Which would be an ironic turn. Twenty years ago Shulman filed a similar suit that was resolved after several expensive years in mediation. Many of the parents who agreed to be named plaintiffs were ultimately furious with the deal negotiated behind closed doors.
Under the terms of the settlement impoverished students in some parts of Minneapolis could receive busing to suburban schools. The legislation to make this possible was carried by Orfield, then a state representative.
Twin Cities schools were very different places 20 years ago. The metro area was much whiter and the charter sector was in its infancy. It would be another 15 years before there were more than a couple of high-poverty public charters that outperformed their district neighbors.
Which raises the same question lawmakers wrestled with in 2013 when they debated the law that state officials were attempting to fulfill with the recently rejected rule: If we agree — and legislators did — that integration is a worthy goal in and of itself, what do we do about students denied a quality education until we achieve it?

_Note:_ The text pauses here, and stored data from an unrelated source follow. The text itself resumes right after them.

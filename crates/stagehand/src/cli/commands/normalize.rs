//! Normalize command

use clap::Args;
use tracing::info;

use stagehand_core::catalog::{load_catalog, normalize_catalog, save_catalog};
use stagehand_core::error::{StagehandError, WorkflowError};
use stagehand_core::workflow::{rename_remote_assets, RemoteRenameStatus};

use crate::cli::{output, Cli, Host, OutputFormat};

/// Rewrite catalog asset names and tags to canonical form
#[derive(Debug, Args)]
pub struct NormalizeCommand {
    /// Also rename the assets on the release host
    #[arg(long)]
    pub remote: bool,
}

impl NormalizeCommand {
    /// Execute the normalize command
    pub fn execute(&self, cli: &Cli) -> anyhow::Result<()> {
        info!(remote = self.remote, dry_run = cli.dry_run, "executing normalize command");
        let runtime = tokio::runtime::Runtime::new()?;
        runtime.block_on(self.execute_async(cli))
    }

    async fn execute_async(&self, cli: &Cli) -> anyhow::Result<()> {
        let config = cli.tool_config()?;
        let catalog_path = cli.catalog_path(&config)?;
        let mut catalog = load_catalog(&catalog_path)?;

        let report = normalize_catalog(&mut catalog);
        if !report.changed() {
            match cli.format {
                OutputFormat::Json => output::json(&report)?,
                OutputFormat::Text if !cli.quiet => {
                    output::success("Catalog already normalized")
                }
                OutputFormat::Text => {}
            }
            return Ok(());
        }

        if cli.is_text() {
            for rename in &report.renames {
                output::info(&format!(
                    "{} {}: {} -> {}",
                    rename.app_id, rename.tag, rename.from, rename.to
                ));
            }
        }

        let mut remote = Vec::new();
        if self.remote && !report.renames.is_empty() {
            let host = Host::connect(&config, cli.dry_run)?;
            remote = rename_remote_assets(host.as_dyn(), &report.renames).await?;
            if cli.is_text() {
                for result in &remote {
                    let line = format!("{} on {}", result.rename.to, result.rename.tag);
                    match &result.status {
                        RemoteRenameStatus::Renamed => output::success(&format!("Renamed {}", line)),
                        RemoteRenameStatus::AlreadyCanonical => {
                            output::info(&format!("Already named {}", line))
                        }
                        RemoteRenameStatus::Missing | RemoteRenameStatus::ReleaseMissing => {
                            output::warning(&format!("Not found on host: {}", result.rename.from))
                        }
                        RemoteRenameStatus::Failed(e) => {
                            output::error(&format!("{}: {}", result.rename.from, e))
                        }
                    }
                }
                if cli.dry_run {
                    host.report_planned();
                }
            }
        }

        if cli.dry_run {
            if cli.is_text() {
                output::info(&format!("[dry-run] would write {}", catalog_path.display()));
            }
        } else {
            save_catalog(&catalog_path, &catalog)?;
        }

        match cli.format {
            OutputFormat::Json => output::json(&serde_json::json!({
                "catalog": report,
                "remote": remote,
            }))?,
            OutputFormat::Text if !cli.quiet => output::success(&format!(
                "Normalized {} asset names and {} tags",
                report.renames.len(),
                report.retagged
            )),
            OutputFormat::Text => {}
        }

        let failed = remote
            .iter()
            .filter(|r| matches!(r.status, RemoteRenameStatus::Failed(_)))
            .count();
        if failed > 0 {
            return Err(StagehandError::from(WorkflowError::StepFailed {
                step: "normalize".to_string(),
                reason: format!("{} remote renames failed", failed),
            })
            .into());
        }
        Ok(())
    }
}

Sen. Terri Bonoff, a Democratic Farmer Labor Party lawmaker who represents a western Twin Cities district addressed the same question head-on in a letter to the judge who rejected the proposed rule: “If a high performing charter school that has as its mission to provide curriculum integrated with a language and cultural immersion theme happens to attract more protected students than the nearest charter school or district school, should that school be forced to change its focus because of this proposed rule?” she asked. “I would assert the answer is ‘no.’ This public charter school has increased student academic achievement, created an equitable educational opportunity, and reduced academic disparities. They have met the intention and purpose of our broader mission, educating each and every child to their fullest potential.”